12:00 Working Lunch (H4 Hotel)
12:25 AI and ML Inference in the 5G Era (H4 Hotel)
Join us for an interactive panel discussion on AI Inference in the era of 5G. Learn about NVIDIA GPU, NVIDIA Software stacks, Inference use cases, challenges in 5G, innovation required.
13:30 Machine Learning Enabled 5G Wireless Networks: GPU Convex Feasibility Solvers (Room 14a, ICM)

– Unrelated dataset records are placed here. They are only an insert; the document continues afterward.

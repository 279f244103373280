//! Notification message composition.

use std::fs;
use std::path::{Path, PathBuf};

use tracing::trace;

use crate::core::constants::SUBJECT_SEPARATOR;
use crate::core::machine::MachineName;
use crate::error::{NotifyError, Result};

/// What the title says after the machine name.
#[derive(Debug, Clone, PartialEq, Eq)]
pub enum Subject {
    /// Caller-supplied subject text
    Plain(String),
    /// A script failed; the title names the script
    ScriptError { script: String },
}

/// A single outbound notification. Built per call, dropped after dispatch.
#[derive(Debug, Clone)]
pub struct Message {
    machine: MachineName,
    subject: Subject,
    body: String,
    attachment: Option<PathBuf>,
}

impl Message {
    pub fn new(machine: MachineName, subject: impl Into<String>, body: impl Into<String>) -> Self {
        Self {
            machine,
            subject: Subject::Plain(subject.into()),
            body: body.into(),
            attachment: None,
        }
    }

    /// Message reporting that `script` failed.
    pub fn script_error(
        machine: MachineName,
        script: impl Into<String>,
        body: impl Into<String>,
    ) -> Self {
        Self {
            machine,
            subject: Subject::ScriptError {
                script: script.into(),
            },
            body: body.into(),
            attachment: None,
        }
    }

    pub fn with_attachment(mut self, attachment: Option<PathBuf>) -> Self {
        self.attachment = attachment;
        self
    }

    /// Composed title: `BOX - Disk Full` or `BOX - Error - backup.sh`.
    pub fn title(&self) -> String {
        match &self.subject {
            Subject::Plain(text) => format!("{}{}{}", self.machine, SUBJECT_SEPARATOR, text),
            Subject::ScriptError { script } => format!(
                "{}{}Error{}{}",
                self.machine, SUBJECT_SEPARATOR, SUBJECT_SEPARATOR, script
            ),
        }
    }

    pub fn subject(&self) -> &Subject {
        &self.subject
    }

    pub fn body(&self) -> &str {
        &self.body
    }

    pub fn attachment(&self) -> Option<&Path> {
        self.attachment.as_deref()
    }

    /// Push payload: the attachment bytes if there is one, the body otherwise.
    pub fn payload(&self) -> Result<Payload> {
        match &self.attachment {
            Some(path) => Ok(Payload::Binary(read_attachment(path)?)),
            None => Ok(Payload::Text(self.body.clone())),
        }
    }
}

/// Push request body. Never carries both text and file content.
#[derive(Debug, Clone, PartialEq, Eq)]
pub enum Payload {
    Text(String),
    Binary(Vec<u8>),
}

impl Payload {
    pub fn as_bytes(&self) -> &[u8] {
        match self {
            Self::Text(text) => text.as_bytes(),
            Self::Binary(bytes) => bytes,
        }
    }

    pub fn into_bytes(self) -> Vec<u8> {
        match self {
            Self::Text(text) => text.into_bytes(),
            Self::Binary(bytes) => bytes,
        }
    }
}

/// Read an attachment file in full.
pub(crate) fn read_attachment(path: &Path) -> Result<Vec<u8>> {
    let bytes = fs::read(path).map_err(|source| NotifyError::Attachment {
        path: path.to_path_buf(),
        source,
    })?;
    trace!(path = %path.display(), len = bytes.len(), "read attachment");
    Ok(bytes)
}
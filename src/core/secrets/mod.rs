//! Secret lookup.
//!
//! Secrets are resolved by key through the `SecretStore` trait. Two backends
//! exist: the base64-armored JSON file in the home directory, and process
//! environment variables. Both read fresh on every call; nothing is cached.
//!
//! ## Adding a New Backend
//!
//! 1. Implement the `SecretStore` trait
//! 2. Add the implementation in a new file
//! 3. Wire it into `default_backend`

use serde_json::Value;
use tracing::{debug, info};
use zeroize::Zeroizing;

use crate::core::config::{SecretBackend, Settings};
use crate::error::{Result, SecretsError};

mod env;
mod file;

pub use env::Environment;
pub use file::{decode_record, encode_json, encode_record, EncodedFile};

/// Key-value secret source.
pub trait SecretStore {
    /// Short backend name for logs.
    fn name(&self) -> &'static str;

    /// Look up the value bound to `key`.
    ///
    /// # Errors
    ///
    /// - `SecretsError::EmptyKey` if `key` is empty
    /// - `SecretsError::NotFound` if the backing source is absent
    /// - `SecretsError::Malformed` if the source cannot be decoded
    /// - `SecretsError::MissingKey` if `key` is not present
    fn get(&self, key: &str) -> Result<Value>;

    /// Look up a value that must be a JSON string.
    fn get_str(&self, key: &str) -> Result<Zeroizing<String>> {
        match self.get(key)? {
            Value::String(s) => Ok(Zeroizing::new(s)),
            _ => Err(SecretsError::WrongType {
                key: key.to_string(),
                expected: "string",
            }
            .into()),
        }
    }
}

/// Build the store selected by settings (or `FLARE_SECRET_BACKEND`).
pub fn default_backend(settings: &Settings) -> Result<Box<dyn SecretStore>> {
    let store: Box<dyn SecretStore> = match settings.secret_backend()? {
        SecretBackend::File => {
            let store = EncodedFile::new(settings.secrets_path()?);
            debug!(path = %store.path().display(), "using encoded file backend");
            Box::new(store)
        }
        SecretBackend::Env => {
            info!(prefix = %settings.secrets.env_prefix, "using environment backend");
            Box::new(Environment::new(settings.secrets.env_prefix.clone()))
        }
    };
    Ok(store)
}

/// Reject empty keys before touching any backend.
pub(crate) fn validate_key(key: &str) -> Result<()> {
    if key.is_empty() {
        return Err(SecretsError::EmptyKey.into());
    }
    Ok(())
}
//! Notification dispatch.
//!
//! A `Message` is composed once and handed to a `Channel`. Callers pick the
//! channel explicitly through `ChannelKind`; email and push are never sent
//! implicitly together.

use std::fmt;
use std::str::FromStr;

use tracing::debug;

use crate::core::config::Settings;
use crate::core::secrets::SecretStore;
use crate::error::Result;

mod email;
mod message;
mod push;

pub use email::{build_email, Email};
pub use message::{Message, Payload, Subject};
pub use push::{build_request, Push};

/// Outbound notification transport.
pub trait Channel {
    /// Short channel name for logs.
    fn name(&self) -> &'static str;

    /// Fetch credentials from `secrets` and deliver `message`.
    ///
    /// # Errors
    ///
    /// Secret lookup, attachment, and transport failures all propagate.
    fn send(&self, secrets: &dyn SecretStore, message: &Message) -> Result<()>;
}

/// Which channel to use.
#[derive(Debug, Clone, Copy, PartialEq, Eq)]
pub enum ChannelKind {
    Email,
    Push,
}

impl FromStr for ChannelKind {
    type Err = String;

    fn from_str(s: &str) -> std::result::Result<Self, Self::Err> {
        match s.trim().to_ascii_lowercase().as_str() {
            "email" | "mail" => Ok(Self::Email),
            "push" | "ntfy" => Ok(Self::Push),
            other => Err(format!("unknown channel '{}' (expected email or push)", other)),
        }
    }
}

impl fmt::Display for ChannelKind {
    fn fmt(&self, f: &mut fmt::Formatter<'_>) -> fmt::Result {
        match self {
            Self::Email => f.write_str("email"),
            Self::Push => f.write_str("push"),
        }
    }
}

/// Build the channel for `kind` from settings.
pub fn channel(kind: ChannelKind, settings: &Settings) -> Result<Box<dyn Channel>> {
    let channel: Box<dyn Channel> = match kind {
        ChannelKind::Email => Box::new(Email::from_settings(&settings.email)),
        ChannelKind::Push => Box::new(Push::new()?),
    };
    Ok(channel)
}

/// Send `message` over the chosen channel.
pub fn notify(
    kind: ChannelKind,
    secrets: &dyn SecretStore,
    settings: &Settings,
    message: &Message,
) -> Result<()> {
    let channel = channel(kind, settings)?;
    debug!(
        channel = channel.name(),
        backend = secrets.name(),
        attachment = message.attachment().is_some(),
        script_error = matches!(message.subject(), Subject::ScriptError { .. }),
        "dispatching notification"
    );
    channel.send(secrets, message)
}
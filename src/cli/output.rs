//! Shared CLI output helpers for consistent terminal output.
//!
//! Color scheme (respects NO_COLOR):
//! - Green: success, checkmarks
//! - Red: errors
//! - Yellow: warnings
//! - Cyan: hints
//! - Dimmed: secondary info

use console::style;
use std::fmt::Display;

/// Check if color output is disabled via NO_COLOR env var.
fn colors_enabled() -> bool {
    std::env::var("NO_COLOR").is_err()
}

/// Print a success message with checkmark (green).
///
/// Example: `✓ push sent`
pub fn success(msg: &str) {
    if colors_enabled() {
        println!("{} {}", style("✓").green(), msg);
    } else {
        println!("✓ {}", msg);
    }
}

/// Print an error message to stderr (red).
///
/// Example: `✗ secrets file not found`
pub fn error(msg: &str) {
    if colors_enabled() {
        eprintln!("{} {}", style("✗").red(), msg);
    } else {
        eprintln!("✗ {}", msg);
    }
}

/// Print a warning message to stderr (yellow).
pub fn warn(msg: &str) {
    if colors_enabled() {
        eprintln!("{} {}", style("⚠").yellow(), msg);
    } else {
        eprintln!("⚠ {}", msg);
    }
}

/// Print a hint message to stderr (cyan).
///
/// Example: `→ run: flare encode secrets.json`
pub fn hint(msg: &str) {
    if colors_enabled() {
        eprintln!("{} {}", style("→").cyan(), style(msg).cyan());
    } else {
        eprintln!("→ {}", msg);
    }
}

/// Print a key-value pair (label dimmed, value bold).
pub fn kv(label: &str, value: impl Display) {
    if colors_enabled() {
        println!("  {}  {}", style(label).dim(), style(value).bold());
    } else {
        println!("  {}  {}", label, value);
    }
}

/// Print raw data to stdout with no decoration, for piping.
pub fn data(value: &str) {
    println!("{}", value);
}

/// Print a dimmed/secondary message to stderr.
pub fn dimmed(msg: &str) {
    if colors_enabled() {
        eprintln!("{}", style(msg).dim());
    } else {
        eprintln!("{}", msg);
    }
}
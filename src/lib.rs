//! Flare - personal automation notifications.
//!
//! # Architecture
//!
//! ```text
//! src/
//! ├── cli/              # Command-line interface
//! │   ├── get           # Print a secret
//! │   ├── notify        # Send email or push notifications
//! │   ├── interface     # Report the active network interface
//! │   ├── encode        # Write the encoded secrets file
//! │   └── completions   # Shell completions
//! └── core/             # Core library components
//!     ├── config        # config.toml settings
//!     ├── secrets/      # Secret backends
//!     │   ├── file      # base64-armored JSON file (~/.911)
//!     │   └── env       # Environment variables
//!     ├── notify/       # Channels
//!     │   ├── email     # SMTP
//!     │   └── push      # ntfy-style HTTP POST
//!     ├── machine       # Hostname prefix
//!     └── interface     # Routing table / nmcli probes
//! ```

pub mod cli;
pub mod core;
pub mod error;
//! Machine identity used to prefix notification titles.

use std::fmt;

use tracing::debug;

use crate::error::{NotifyError, Result};

/// Upper-cased machine name, e.g. `RASPBERRYPI`.
///
/// Resolved once at the edge and passed into the notifier so tests can use a
/// fixed name.
#[derive(Debug, Clone, PartialEq, Eq)]
pub struct MachineName(String);

impl MachineName {
    pub fn new(name: impl AsRef<str>) -> Self {
        Self(name.as_ref().trim().to_uppercase())
    }

    /// Hostname of the running machine.
    pub fn detect() -> Result<Self> {
        let host = whoami::fallible::hostname().map_err(NotifyError::Hostname)?;
        debug!(host = %host, "resolved hostname");
        Ok(Self::new(host))
    }

    pub fn as_str(&self) -> &str {
        &self.0
    }
}

impl fmt::Display for MachineName {
    fn fmt(&self, f: &mut fmt::Formatter<'_>) -> fmt::Result {
        f.write_str(&self.0)
    }
}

In current wireless networks, most algorithms are iterative and may not be able to meet the requirements of some 5G technologies such as ultra-reliable low-latency communication within a very low latency budget. For instance, requiring end-to-end latency below 1ms, many signal processing tasks must be completed within microseconds. Therefore, only a limited number of iterations can be performed, which may lead to uncontrollable excessive errors. We highly recommend formulating the underlying optimization problems as convex feasibility problems in order to enable massive parallel processing on GPUs for online learning and vigorous tracking. Moreover, convex feasibility solvers allow for an efficient incorporation of context information and expert knowledge can provide robust results based on relatively small data sets. Our approach has numerous applications, including channel estimation, peak-to-average power ratio (PAPR) reduction in Orthogonal Frequency Division Multiplexing (OFDM) systems, radio map reconstruction, beam forming, localization, and interference reduction. We'll demonstrate how they can benefit greatly from the parallel architecture of GPUs.
14:30 An Efficient CUDA-Accelerated Machine Learning Inference for 4G and 5G Radio Networks (Room 14a, ICM)
We're describing the design of scalable CUDA-based service framework for ML model inference tasks to efficiently distribute such workloads across a cluster of dedicated GPU-based servers. These servers can also be easily integrated with existing telecom cloud infrastructure. In telecom data centres, ML models are increasingly being deployed for use cases such as automation, analytics and anomaly detection. Handling diverse datatypes and request rates ranging between hours and milliseconds can become a challenge with a legacy CPU-dominated cloud environment.
16:00 Connect with Experts (H4 Hotel)
Network with AI and Telecommunications experts.